News Details

SP2 Welcomes Four New Faculty Members

New SP2 faculty, clockwise from left: Tamara Cadet, PhD; Yoosun Park, PhD; Meredith Doherty, PhD; and Milan AbiNader, PhD

Authored by: Alina Ladyzhensky

Photography by: Provided

Faculty & Research

06/28/21

Penn’s School of Social Policy & Practice (SP2) has announced the hiring of four new faculty members, who will begin their appointments on July 1, 2021. The School is pleased to welcome associate professors Tamara Cadet, PhD, and Yoosun Park, PhD, along with assistant professors Millan AbiNader, PhD, and Meredith Doherty, PhD.

“We are thrilled to welcome these four exceptional scholars and educators to the SP2 faculty. The breadth and scope of their innovative, transdisciplinary research will undoubtedly only further enhance the cutting-edge curriculum and transformative education that our School offers,” said SP2 Dean Sara S. Bachman, PhD. “And, beyond their impressive credentials, each of these remarkable scholars is committed to advancing social justice, addressing and reducing inequities, and translating research into real-world social change in their respective areas of expertise. These are the central tenets of our School’s mission, and I look forward to witnessing the profound impact that these incoming faculty members will have on social policy and practice locally, nationally, and globally, as well as generations of SP2 students—and future social change leaders— to come.”

Dr. Cadet received her MSW and MPH from Boston University, and her PhD from the School of Social Work at Simmons College. In 2012, she was appointed as assistant professor at Simmons College School of Social Work and was promoted to associate professor with tenure in 2018. Cadet also served as a Lecturer in Oral Health Policy and Epidemiology at the Harvard School of Dental Medicine, a position she held since 2013. Cadet is a public health social work researcher who advances health equity by promoting health interventions, and translating research to practice. Her work focuses on health disparities of older people, particularly around cancer screening and cancer care. Her work is at the intersection of health and social work, spanning the areas of evidence-based health promotion interventions, facilitators and barriers to reducing disparities in preventative health behaviors, and health care service utilization among vulnerable populations. Her work has a continuing focus on issues of health among the underresourced, underserved, and underrepresented which has earned her a place as a leading scholar in the arena of social work and public health.

Prior to her appointment to SP2’s faculty, Dr. Park held the position of associate professor at the Smith College School for Social Work. She received her MSW and PhD in Social Work from the University of Washington. From 2003-2005, she was an assistant professor at Columbia School of Social Work. A theory driven social work scholar, Park’s work is framed within the broad substantive area of immigration and is informed by poststructuralist theories of discourse and methods of inquiry. Her writing explores, among other things, the history of social work. Her historical scholarship includes the study of past practices, in order to illuminate present day problematics in social work practice, research, and education. Park has built a successful program of innovative scholarship that significantly extends the body of social work knowledge. She has worked in collaboration with researchers in multiple disciplines to produce scholarship that has great potential to shape disciplinary and societal policies on work with immigrant and other marginalized communities.

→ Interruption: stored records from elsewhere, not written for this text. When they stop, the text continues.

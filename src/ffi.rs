//! C-compatible FFI API for the invoice UI host.
//!
//! # ABI Contract
//!
//! All exported functions use `extern "C"` calling convention and `#[no_mangle]`
//! to ensure stable symbol names. Structured values (invoice state, events,
//! previews, layouts) cross the boundary as UTF-8 JSON.
//!
//! ## Memory management
//! - Buffers and strings returned by `inv_*` functions are allocated on the
//!   Rust heap.
//! - Callers **must** free them with `inv_free_buffer` / `inv_free_string`.
//! - Passing a null pointer to a free function is a no-op.
//!
//! ## Error handling
//! - Functions that can fail return a `c_int` (0 = success, non-zero = error).
//! - Error details can be retrieved via `inv_last_error`.
//!
//! | code | meaning                                   |
//! |------|-------------------------------------------|
//! | 1    | null pointer argument                     |
//! | 2    | invalid UTF-8                             |
//! | 3    | invalid JSON input                        |
//! | 4    | capture missing (no image supplied)       |
//! | 5    | export failed (template / image / PDF)    |
//! | 6    | output contained an interior null byte    |
//! | 7    | output too large for a 32-bit length      |
//!
//! ## Thread safety
//! - The `inv_last_error` uses a thread-local, so it is safe to call from
//!   multiple threads.
//!
//! ## Export flow
//! The host captures the HTML from `inv_render_html` as an image (this is the
//! only asynchronous step, and it stays on the host side), then passes the
//! encoded image bytes to `inv_export_pdf`.

use std::cell::RefCell;
use std::ffi::{CStr, CString};
use std::os::raw::{c_char, c_int};
use std::ptr;
use std::slice;

use crate::error::{CaptureError, ExportError};
use crate::invoice::{apply, InvoiceEvent, InvoiceState};
use crate::pagination::{paginate, PageGeometry};
use crate::pipeline::{export_captured, CapturedImage, ExportConfig};
use crate::preview::build_preview;
use crate::templates::invoice_html;
use crate::words::to_words;

const ERR_NULL: c_int = 1;
const ERR_UTF8: c_int = 2;
const ERR_JSON: c_int = 3;
const ERR_CAPTURE: c_int = 4;
const ERR_EXPORT: c_int = 5;
const ERR_NUL_BYTE: c_int = 6;
const ERR_TOO_LARGE: c_int = 7;

thread_local! {
    static LAST_ERROR: RefCell<Option<CString>> = const { RefCell::new(None) };
}

fn set_last_error(msg: &str) {
    log::debug!("ffi error: {msg}");
    LAST_ERROR.with(|e| {
        *e.borrow_mut() = CString::new(msg).ok();
    });
}

// ---------------------------------------------------------------------------
// C-compatible configuration types
// ---------------------------------------------------------------------------

/// Optional export configuration passed to [`inv_export_pdf_ex`].
///
/// Fields set to `0` (or `NULL` for `title`) fall back to their defaults:
/// - `page_width`    → 210 mm
/// - `page_height`   → 297 mm
/// - `page_margin`   → 5 mm
/// - `image_quality` → 0.98
/// - `title`         → "Tax Invoice"
#[repr(C)]
pub struct InvExportConfig {
    /// Null-terminated UTF-8 document title embedded in PDF metadata.
    /// Pass `NULL` to use the default title.
    pub title: *const c_char,
    /// Page width in mm. Pass `0.0` to use the default (A4 = 210).
    pub page_width: f32,
    /// Page height in mm. Pass `0.0` to use the default (A4 = 297).
    pub page_height: f32,
    /// Page margin in mm. Pass `0.0` to use the default (5).
    pub page_margin: f32,
    /// JPEG quality 0–1. Pass `0.0` to use the default (0.98).
    pub image_quality: f32,
}

/// Convert an `InvExportConfig` (FFI) to an `ExportConfig` (Rust).
///
/// # Safety
/// `cfg.title`, if non-null, must point to a valid null-terminated UTF-8 string.
unsafe fn export_config_from_c(cfg: &InvExportConfig) -> ExportConfig {
    let defaults = ExportConfig::default();
    let or_default = |v: f32, d: f32| if v == 0.0 { d } else { v };

    let title = if cfg.title.is_null() {
        defaults.title.clone()
    } else {
        CStr::from_ptr(cfg.title)
            .to_str()
            .map(str::to_string)
            .unwrap_or_else(|_| defaults.title.clone())
    };

    ExportConfig {
        title,
        page_width: or_default(cfg.page_width, defaults.page_width),
        page_height: or_default(cfg.page_height, defaults.page_height),
        page_margin: or_default(cfg.page_margin, defaults.page_margin),
        image_quality: or_default(cfg.image_quality, defaults.image_quality),
        capture_scale: defaults.capture_scale,
    }
}

// ---------------------------------------------------------------------------
// Marshalling helpers
// ---------------------------------------------------------------------------

/// Borrow `len` bytes at `ptr` as UTF-8.
///
/// # Safety
/// `ptr` must be non-null and point to `len` readable bytes.
unsafe fn str_arg<'a>(ptr: *const u8, len: u32) -> Result<&'a str, c_int> {
    let bytes = slice::from_raw_parts(ptr, len as usize);
    std::str::from_utf8(bytes).map_err(|e| {
        set_last_error(&format!("Invalid UTF-8: {e}"));
        ERR_UTF8
    })
}

/// Parse a JSON invoice state argument.
///
/// # Safety
/// Same as [`str_arg`].
unsafe fn state_arg(ptr: *const u8, len: u32) -> Result<InvoiceState, c_int> {
    let json = str_arg(ptr, len)?;
    InvoiceState::from_json(json).map_err(|e| {
        set_last_error(&format!("Invalid invoice state JSON: {e}"));
        ERR_JSON
    })
}

/// Hand `s` to the caller as a C string.
///
/// # Safety
/// `out` must be a valid pointer.
unsafe fn write_string(out: *mut *mut c_char, s: String) -> c_int {
    match CString::new(s) {
        Ok(cs) => {
            *out = cs.into_raw();
            0
        }
        Err(_) => {
            set_last_error("Output contained null byte");
            ERR_NUL_BYTE
        }
    }
}

/// Length of an output buffer as reported through the ABI.
fn buffer_len(len: usize) -> Result<u32, c_int> {
    u32::try_from(len).map_err(|_| {
        set_last_error(&format!("Output of {len} bytes exceeds the 32-bit length limit"));
        ERR_TOO_LARGE
    })
}

/// Hand `bytes` to the caller as a heap buffer.
///
/// # Safety
/// `out_buf` and `out_len` must be valid pointers.
unsafe fn write_buffer(out_buf: *mut *mut u8, out_len: *mut u32, bytes: Vec<u8>, len: u32) {
    let buf = bytes.into_boxed_slice();
    *out_buf = Box::into_raw(buf) as *mut u8;
    *out_len = len;
}

// ---------------------------------------------------------------------------
// State + preview
// ---------------------------------------------------------------------------

/// Apply one form event to an invoice state.
///
/// # Parameters
/// - `state_ptr`, `state_len`: current state as JSON
/// - `event_ptr`, `event_len`: event as JSON, e.g.
///   `{"type":"toggle_tax","kind":"igst","enabled":true}`
/// - `out_state_json`: receives the next state as a null-terminated JSON string
///
/// # Returns
/// `0` on success, non-zero on error. On error, call `inv_last_error`.
///
/// # Safety
/// - `state_ptr` / `event_ptr` must point to `state_len` / `event_len` valid bytes.
/// - `out_state_json` must be a valid pointer; free the result with `inv_free_string`.
#[no_mangle]
pub unsafe extern "C" fn inv_apply_event(
    state_ptr: *const u8,
    state_len: u32,
    event_ptr: *const u8,
    event_len: u32,
    out_state_json: *mut *mut c_char,
) -> c_int {
    if state_ptr.is_null() || event_ptr.is_null() || out_state_json.is_null() {
        set_last_error("Null pointer argument");
        return ERR_NULL;
    }

    let state = match state_arg(state_ptr, state_len) {
        Ok(s) => s,
        Err(rc) => return rc,
    };
    let event_json = match str_arg(event_ptr, event_len) {
        Ok(s) => s,
        Err(rc) => return rc,
    };
    let event: InvoiceEvent = match serde_json::from_str(event_json) {
        Ok(e) => e,
        Err(e) => {
            set_last_error(&format!("Invalid event JSON: {e}"));
            return ERR_JSON;
        }
    };

    write_string(out_state_json, apply(state, event).to_json())
}

/// Build the preview document for an invoice state. Returns JSON.
///
/// # Safety
/// - `state_ptr` must point to `state_len` valid bytes.
/// - `out_json_ptr` must be a valid pointer; free the result with `inv_free_string`.
#[no_mangle]
pub unsafe extern "C" fn inv_build_preview(
    state_ptr: *const u8,
    state_len: u32,
    out_json_ptr: *mut *mut c_char,
) -> c_int {
    if state_ptr.is_null() || out_json_ptr.is_null() {
        set_last_error("Null pointer argument");
        return ERR_NULL;
    }

    match state_arg(state_ptr, state_len) {
        Ok(state) => write_string(out_json_ptr, build_preview(&state).to_json()),
        Err(rc) => rc,
    }
}

/// Render the preview of an invoice state as a standalone HTML page.
///
/// # Safety
/// Same as [`inv_build_preview`].
#[no_mangle]
pub unsafe extern "C" fn inv_render_html(
    state_ptr: *const u8,
    state_len: u32,
    out_html_ptr: *mut *mut c_char,
) -> c_int {
    if state_ptr.is_null() || out_html_ptr.is_null() {
        set_last_error("Null pointer argument");
        return ERR_NULL;
    }

    match state_arg(state_ptr, state_len) {
        Ok(state) => match invoice_html(&build_preview(&state)) {
            Ok(html) => write_string(out_html_ptr, html),
            Err(e) => {
                set_last_error(&e.to_string());
                ERR_EXPORT
            }
        },
        Err(rc) => rc,
    }
}

/// Compute only the page placements for an image (no PDF rendering).
/// All page measurements are in mm; returns the layout as JSON.
///
/// # Safety
/// `out_json_ptr` must be a valid pointer; free the result with `inv_free_string`.
#[no_mangle]
pub unsafe extern "C" fn inv_paginate(
    image_height: f32,
    image_width: f32,
    page_width: f32,
    page_height: f32,
    margin: f32,
    out_json_ptr: *mut *mut c_char,
) -> c_int {
    if out_json_ptr.is_null() {
        set_last_error("Null pointer argument");
        return ERR_NULL;
    }

    let geometry = PageGeometry {
        page_width,
        page_height,
        margin,
    };
    write_string(out_json_ptr, paginate(image_height, image_width, &geometry).to_json())
}

// ---------------------------------------------------------------------------
// Export
// ---------------------------------------------------------------------------

/// Export an invoice as a paginated PDF from a captured image.
///
/// # Parameters
/// - `state_ptr`, `state_len`: invoice state as JSON
/// - `image_ptr`, `image_len`: the captured invoice as PNG or JPEG bytes.
///   Pass `NULL` (or length 0) when the capture failed; the export then
///   fails with code 4 and no document is produced.
/// - `out_buf`, `out_len`: PDF output (free with `inv_free_buffer`)
/// - `out_name`: receives the file name `invoice_<number|draft>.pdf`
///   (free with `inv_free_string`); may be `NULL` if not needed
///
/// # Returns
/// `0` on success.
///
/// # Safety
/// - `state_ptr` must point to `state_len` valid bytes; `image_ptr`, if
///   non-null, to `image_len` valid bytes.
/// - `out_buf` and `out_len` must be valid pointers.
#[no_mangle]
pub unsafe extern "C" fn inv_export_pdf(
    state_ptr: *const u8,
    state_len: u32,
    image_ptr: *const u8,
    image_len: u32,
    out_buf: *mut *mut u8,
    out_len: *mut u32,
    out_name: *mut *mut c_char,
) -> c_int {
    inv_export_pdf_ex(
        state_ptr,
        state_len,
        image_ptr,
        image_len,
        ptr::null(),
        out_buf,
        out_len,
        out_name,
    )
}

/// Same as [`inv_export_pdf`] with a custom [`InvExportConfig`].
///
/// # Safety
/// Same as [`inv_export_pdf`]. Additionally `cfg`, if non-null, must point to
/// a fully-initialised [`InvExportConfig`] whose `title` field (if non-null)
/// is a valid null-terminated UTF-8 string.
#[no_mangle]
#[allow(clippy::too_many_arguments)]
pub unsafe extern "C" fn inv_export_pdf_ex(
    state_ptr: *const u8,
    state_len: u32,
    image_ptr: *const u8,
    image_len: u32,
    cfg: *const InvExportConfig,
    out_buf: *mut *mut u8,
    out_len: *mut u32,
    out_name: *mut *mut c_char,
) -> c_int {
    if state_ptr.is_null() || out_buf.is_null() || out_len.is_null() {
        set_last_error("Null pointer argument");
        return ERR_NULL;
    }

    let state = match state_arg(state_ptr, state_len) {
        Ok(s) => s,
        Err(rc) => return rc,
    };

    if image_ptr.is_null() || image_len == 0 {
        let err = ExportError::from(CaptureError::new("no captured image supplied"));
        set_last_error(&err.to_string());
        return ERR_CAPTURE;
    }
    let image = CapturedImage::from_bytes(slice::from_raw_parts(image_ptr, image_len as usize));

    let config = if cfg.is_null() {
        ExportConfig::default()
    } else {
        export_config_from_c(&*cfg)
    };

    match export_captured(&state, image, &config) {
        Ok(doc) => {
            let len = match buffer_len(doc.bytes.len()) {
                Ok(len) => len,
                Err(rc) => return rc,
            };
            if !out_name.is_null() {
                let rc = write_string(out_name, doc.file_name);
                if rc != 0 {
                    return rc;
                }
            }
            write_buffer(out_buf, out_len, doc.bytes, len);
            0
        }
        Err(e) => {
            set_last_error(&e.to_string());
            ERR_EXPORT
        }
    }
}

// ---------------------------------------------------------------------------
// Words
// ---------------------------------------------------------------------------

/// Spell out `n` in words (Indian grouping). Free the result with
/// `inv_free_string`.
#[no_mangle]
pub extern "C" fn inv_number_to_words(n: u64) -> *mut c_char {
    // Word output is plain ASCII, so this cannot contain a null byte.
    CString::new(to_words(n))
        .map(CString::into_raw)
        .unwrap_or(ptr::null_mut())
}

// ---------------------------------------------------------------------------
// Memory management
// ---------------------------------------------------------------------------

/// Free a PDF buffer returned by `inv_export_pdf`.
///
/// # Safety
/// `buf` must have been returned by a previous `inv_export_pdf` (or similar)
/// call, and `len` must be the corresponding length.
#[no_mangle]
pub unsafe extern "C" fn inv_free_buffer(buf: *mut u8, len: u32) {
    if !buf.is_null() {
        let _ = Box::from_raw(slice::from_raw_parts_mut(buf, len as usize));
    }
}

/// Free a string returned by any `inv_*` function other than
/// `inv_last_error` / `inv_version`.
///
/// # Safety
/// `s` must have been returned by Rust's `CString::into_raw`.
#[no_mangle]
pub unsafe extern "C" fn inv_free_string(s: *mut c_char) {
    if !s.is_null() {
        let _ = CString::from_raw(s);
    }
}

/// Retrieve the last error message. Returns a null-terminated string.
///
/// The returned pointer is valid until the next `inv_*` call on the same
/// thread. The caller should **not** free this pointer – it is managed
/// internally.
///
/// Returns null if no error has occurred.
#[no_mangle]
pub extern "C" fn inv_last_error() -> *const c_char {
    LAST_ERROR.with(|e| {
        let borrow = e.borrow();
        match borrow.as_ref() {
            Some(cs) => cs.as_ptr(),
            None => ptr::null(),
        }
    })
}

/// Return the library version as a null-terminated string.
/// The caller must **not** free this pointer.
#[no_mangle]
pub extern "C" fn inv_version() -> *const c_char {
    concat!(env!("CARGO_PKG_VERSION"), "\0").as_ptr() as *const c_char
}

// ---------------------------------------------------------------------------
// Tests
// ---------------------------------------------------------------------------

Previously a Postdoctoral Research Scholar at the School of Social Work at Arizona State University, Dr. AbiNader received her PhD at the School of Social Work, Boston University and obtained her MSSW at The University of Texas at Austin. AbiNader’s research is framed within the broad substantive area of gender-based violence (GBV), focusing on intimate partner violence and homicide (IPV/IPH). Her research centers on how subpopulations experience GBV differently, and much of the work is focused on rural communities where research is lacking. AbiNader’s work sheds light on the unique macro risk factors that bear on intimate partner violence. She is currently a co-investigator on a multistate study examining intimate partner homicide risk—funded by the National Institutes of Health, National Science Foundation, National Collaborative for Gun Violence Research, Everytown for Gun Safety, and Arizona State University—that aims to inform the development of prevention interventions.

Dr. Doherty comes to the SP2 faculty after serving as a postdoctoral research fellow at the Center for Guaranteed Income Research at the School of Social Policy & Practice, following her appointment as Co-Chief Research Fellow in Psycho-Oncology, at the Department of Psychiatry and Behavioral Sciences, Memorial Sloan Kettering Cancer Center. She received her PhD in Social Welfare from the Graduate Center of CUNY and her MSW from the Silver School of Social Work at New York University. Doherty’s research addresses the financial burden of serious illness, focusing on the ways in which medical financial hardship accelerates existing ethnic, racial, and income-based health disparities. Her research focuses on the experiences of low-income women, Black and Latinx cancer patients who are likely to experience the most distressing consequences of financial hardship, and on developing and testing interventions to mitigate the negative impact of medical financial hardship on health. Doherty is dedicated to optimizing integrated healthcare in the safety-net setting and to pursuing health justice for people with cancer, multimorbidity, and other serious and chronic illnesses.